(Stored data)
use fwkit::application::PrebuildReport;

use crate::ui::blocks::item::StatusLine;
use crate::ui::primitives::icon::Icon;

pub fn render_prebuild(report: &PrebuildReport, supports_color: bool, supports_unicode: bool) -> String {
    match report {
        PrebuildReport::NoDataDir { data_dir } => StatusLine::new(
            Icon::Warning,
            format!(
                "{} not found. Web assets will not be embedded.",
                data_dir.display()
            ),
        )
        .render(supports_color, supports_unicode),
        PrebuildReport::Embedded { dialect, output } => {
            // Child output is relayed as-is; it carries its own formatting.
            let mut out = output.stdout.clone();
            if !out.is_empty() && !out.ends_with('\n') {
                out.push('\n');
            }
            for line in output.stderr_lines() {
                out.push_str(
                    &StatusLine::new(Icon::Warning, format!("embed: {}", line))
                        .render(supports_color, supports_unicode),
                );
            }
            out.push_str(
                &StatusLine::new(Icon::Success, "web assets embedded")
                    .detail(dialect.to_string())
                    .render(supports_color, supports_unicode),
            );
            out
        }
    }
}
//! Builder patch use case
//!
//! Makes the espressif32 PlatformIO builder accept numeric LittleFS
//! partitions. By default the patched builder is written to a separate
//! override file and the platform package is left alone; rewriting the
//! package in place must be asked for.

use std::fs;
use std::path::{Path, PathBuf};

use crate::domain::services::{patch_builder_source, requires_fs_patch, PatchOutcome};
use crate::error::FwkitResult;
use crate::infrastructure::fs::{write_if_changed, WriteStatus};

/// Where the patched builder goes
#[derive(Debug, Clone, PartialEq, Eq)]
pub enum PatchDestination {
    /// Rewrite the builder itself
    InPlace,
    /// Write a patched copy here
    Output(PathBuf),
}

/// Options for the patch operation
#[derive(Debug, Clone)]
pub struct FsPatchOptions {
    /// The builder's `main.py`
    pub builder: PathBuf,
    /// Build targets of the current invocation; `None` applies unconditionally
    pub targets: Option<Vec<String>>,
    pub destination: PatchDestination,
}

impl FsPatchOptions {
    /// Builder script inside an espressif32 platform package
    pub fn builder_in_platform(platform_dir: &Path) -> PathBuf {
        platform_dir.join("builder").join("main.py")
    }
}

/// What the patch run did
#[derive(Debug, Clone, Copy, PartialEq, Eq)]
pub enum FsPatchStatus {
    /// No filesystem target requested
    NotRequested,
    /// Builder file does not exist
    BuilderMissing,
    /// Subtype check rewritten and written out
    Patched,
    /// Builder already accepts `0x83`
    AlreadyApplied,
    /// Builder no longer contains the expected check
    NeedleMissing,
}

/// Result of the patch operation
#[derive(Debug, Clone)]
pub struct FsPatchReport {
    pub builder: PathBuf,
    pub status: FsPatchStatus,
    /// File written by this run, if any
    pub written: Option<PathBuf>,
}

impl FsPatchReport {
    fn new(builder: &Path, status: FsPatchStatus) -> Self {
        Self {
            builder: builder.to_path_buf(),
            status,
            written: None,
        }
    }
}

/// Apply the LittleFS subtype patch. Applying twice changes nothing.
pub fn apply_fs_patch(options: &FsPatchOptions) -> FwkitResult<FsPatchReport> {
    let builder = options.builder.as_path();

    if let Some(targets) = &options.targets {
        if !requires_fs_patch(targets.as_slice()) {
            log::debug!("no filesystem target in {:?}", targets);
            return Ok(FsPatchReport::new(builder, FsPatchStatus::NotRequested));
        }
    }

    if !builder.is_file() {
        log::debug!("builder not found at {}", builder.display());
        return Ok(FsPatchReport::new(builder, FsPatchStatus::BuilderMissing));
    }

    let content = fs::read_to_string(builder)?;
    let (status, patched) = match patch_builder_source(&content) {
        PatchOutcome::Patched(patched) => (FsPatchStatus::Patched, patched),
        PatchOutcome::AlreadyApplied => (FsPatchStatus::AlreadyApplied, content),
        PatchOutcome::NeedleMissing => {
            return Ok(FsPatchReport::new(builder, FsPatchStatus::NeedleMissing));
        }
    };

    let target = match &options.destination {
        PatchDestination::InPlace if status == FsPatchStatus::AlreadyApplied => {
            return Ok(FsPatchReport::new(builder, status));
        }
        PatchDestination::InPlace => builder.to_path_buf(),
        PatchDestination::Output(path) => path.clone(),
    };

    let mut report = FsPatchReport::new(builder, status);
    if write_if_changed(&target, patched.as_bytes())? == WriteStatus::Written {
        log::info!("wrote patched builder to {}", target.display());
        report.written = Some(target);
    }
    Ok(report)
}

==

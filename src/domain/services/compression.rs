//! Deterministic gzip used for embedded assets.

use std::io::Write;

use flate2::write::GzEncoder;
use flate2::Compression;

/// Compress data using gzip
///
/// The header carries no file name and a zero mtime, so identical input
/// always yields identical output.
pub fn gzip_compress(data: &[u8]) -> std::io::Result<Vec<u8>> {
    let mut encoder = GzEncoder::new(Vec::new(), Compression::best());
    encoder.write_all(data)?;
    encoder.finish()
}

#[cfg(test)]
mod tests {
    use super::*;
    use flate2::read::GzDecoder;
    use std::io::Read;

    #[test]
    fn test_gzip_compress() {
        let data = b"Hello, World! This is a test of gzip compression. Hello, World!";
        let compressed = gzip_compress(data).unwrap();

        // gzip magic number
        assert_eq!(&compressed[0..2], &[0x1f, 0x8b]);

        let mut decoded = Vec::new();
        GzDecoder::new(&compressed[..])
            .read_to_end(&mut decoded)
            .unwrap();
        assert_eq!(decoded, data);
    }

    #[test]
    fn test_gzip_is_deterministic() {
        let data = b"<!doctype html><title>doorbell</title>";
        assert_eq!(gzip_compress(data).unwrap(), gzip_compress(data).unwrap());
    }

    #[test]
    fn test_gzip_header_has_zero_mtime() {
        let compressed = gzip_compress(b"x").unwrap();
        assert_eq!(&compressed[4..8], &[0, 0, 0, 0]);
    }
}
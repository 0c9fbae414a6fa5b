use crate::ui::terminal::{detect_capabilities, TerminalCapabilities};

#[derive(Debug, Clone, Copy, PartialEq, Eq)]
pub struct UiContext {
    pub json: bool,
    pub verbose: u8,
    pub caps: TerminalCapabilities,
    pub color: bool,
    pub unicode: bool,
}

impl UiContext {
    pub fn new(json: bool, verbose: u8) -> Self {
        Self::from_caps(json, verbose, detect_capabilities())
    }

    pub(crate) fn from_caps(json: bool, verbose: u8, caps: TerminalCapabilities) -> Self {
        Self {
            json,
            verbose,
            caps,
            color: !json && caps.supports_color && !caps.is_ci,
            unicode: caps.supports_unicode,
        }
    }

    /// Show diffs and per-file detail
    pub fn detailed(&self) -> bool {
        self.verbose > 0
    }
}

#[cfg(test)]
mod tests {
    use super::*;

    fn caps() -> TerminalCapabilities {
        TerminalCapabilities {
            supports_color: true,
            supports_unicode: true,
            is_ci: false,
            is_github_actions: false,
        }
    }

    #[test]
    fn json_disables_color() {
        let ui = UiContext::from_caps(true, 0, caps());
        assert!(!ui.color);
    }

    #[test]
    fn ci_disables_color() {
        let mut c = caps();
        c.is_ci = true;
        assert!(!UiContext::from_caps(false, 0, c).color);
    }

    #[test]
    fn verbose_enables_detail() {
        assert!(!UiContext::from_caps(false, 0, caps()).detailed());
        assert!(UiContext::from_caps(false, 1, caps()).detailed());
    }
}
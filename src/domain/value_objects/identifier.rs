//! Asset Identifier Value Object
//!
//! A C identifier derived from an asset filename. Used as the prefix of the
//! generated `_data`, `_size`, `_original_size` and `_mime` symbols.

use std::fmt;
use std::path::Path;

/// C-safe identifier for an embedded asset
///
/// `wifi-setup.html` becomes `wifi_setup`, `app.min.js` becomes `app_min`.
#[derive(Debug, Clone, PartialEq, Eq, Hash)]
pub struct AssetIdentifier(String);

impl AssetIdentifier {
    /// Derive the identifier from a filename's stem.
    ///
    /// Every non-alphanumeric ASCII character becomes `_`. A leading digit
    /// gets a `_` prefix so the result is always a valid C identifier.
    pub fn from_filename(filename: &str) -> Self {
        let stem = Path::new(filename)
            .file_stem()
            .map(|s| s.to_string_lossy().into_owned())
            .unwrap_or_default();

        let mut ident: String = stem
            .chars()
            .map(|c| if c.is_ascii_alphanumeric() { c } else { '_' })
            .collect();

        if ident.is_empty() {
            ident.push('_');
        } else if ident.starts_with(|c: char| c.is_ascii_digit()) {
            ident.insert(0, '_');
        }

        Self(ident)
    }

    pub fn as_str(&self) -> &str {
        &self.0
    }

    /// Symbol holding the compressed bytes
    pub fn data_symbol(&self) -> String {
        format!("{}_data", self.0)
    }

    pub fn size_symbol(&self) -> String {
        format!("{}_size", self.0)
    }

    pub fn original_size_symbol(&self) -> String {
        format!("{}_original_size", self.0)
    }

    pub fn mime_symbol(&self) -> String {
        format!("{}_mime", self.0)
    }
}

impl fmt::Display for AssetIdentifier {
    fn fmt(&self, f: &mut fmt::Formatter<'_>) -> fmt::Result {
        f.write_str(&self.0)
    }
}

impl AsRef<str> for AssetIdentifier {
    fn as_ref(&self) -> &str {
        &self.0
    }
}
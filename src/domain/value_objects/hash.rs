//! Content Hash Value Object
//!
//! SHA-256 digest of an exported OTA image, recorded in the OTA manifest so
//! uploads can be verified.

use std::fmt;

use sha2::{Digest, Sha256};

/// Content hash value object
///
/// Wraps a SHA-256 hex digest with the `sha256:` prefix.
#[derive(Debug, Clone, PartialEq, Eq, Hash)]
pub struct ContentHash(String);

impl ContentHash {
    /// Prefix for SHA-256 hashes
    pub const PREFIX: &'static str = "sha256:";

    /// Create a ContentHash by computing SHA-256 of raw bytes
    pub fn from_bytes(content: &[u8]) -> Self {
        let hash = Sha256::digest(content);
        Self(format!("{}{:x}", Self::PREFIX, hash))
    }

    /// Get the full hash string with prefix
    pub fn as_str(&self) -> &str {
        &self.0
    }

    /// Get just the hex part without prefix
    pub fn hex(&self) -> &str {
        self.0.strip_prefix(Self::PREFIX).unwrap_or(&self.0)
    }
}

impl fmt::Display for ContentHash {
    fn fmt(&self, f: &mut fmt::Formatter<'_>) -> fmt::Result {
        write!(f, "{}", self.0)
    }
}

* [EXERCISE DESCRIPTION]: Please, from the entries above, set down exactly the lines from the one containing "use fwkit::application::PrebuildReport;" through the one containing "Build targets of", and only those.

* [PROBLEM SOLUTION]:
use fwkit::application::PrebuildReport;

use crate::ui::blocks::item::StatusLine;
use crate::ui::primitives::icon::Icon;

pub fn render_prebuild(report: &PrebuildReport, supports_color: bool, supports_unicode: bool) -> String {
    match report {
        PrebuildReport::NoDataDir { data_dir } => StatusLine::new(
            Icon::Warning,
            format!(
                "{} not found. Web assets will not be embedded.",
                data_dir.display()
            ),
        )
        .render(supports_color, supports_unicode),
        PrebuildReport::Embedded { dialect, output } => {
            // Child output is relayed as-is; it carries its own formatting.
            let mut out = output.stdout.clone();
            if !out.is_empty() && !out.ends_with('\n') {
                out.push('\n');
            }
            for line in output.stderr_lines() {
                out.push_str(
                    &StatusLine::new(Icon::Warning, format!("embed: {}", line))
                        .render(supports_color, supports_unicode),
                );
            }
            out.push_str(
                &StatusLine::new(Icon::Success, "web assets embedded")
                    .detail(dialect.to_string())
                    .render(supports_color, supports_unicode),
            );
            out
        }
    }
}
//! Builder patch use case
//!
//! Makes the espressif32 PlatformIO builder accept numeric LittleFS
//! partitions. By default the patched builder is written to a separate
//! override file and the platform package is left alone; rewriting the
//! package in place must be asked for.

use std::fs;
use std::path::{Path, PathBuf};

use crate::domain::services::{patch_builder_source, requires_fs_patch, PatchOutcome};
use crate::error::FwkitResult;
use crate::infrastructure::fs::{write_if_changed, WriteStatus};

/// Where the patched builder goes
#[derive(Debug, Clone, PartialEq, Eq)]
pub enum PatchDestination {
    /// Rewrite the builder itself
    InPlace,
    /// Write a patched copy here
    Output(PathBuf),
}

/// Options for the patch operation
#[derive(Debug, Clone)]
pub struct FsPatchOptions {
    /// The builder's `main.py`
    pub builder: PathBuf,
    /// Build targets of the current invocation; `None` applies unconditionally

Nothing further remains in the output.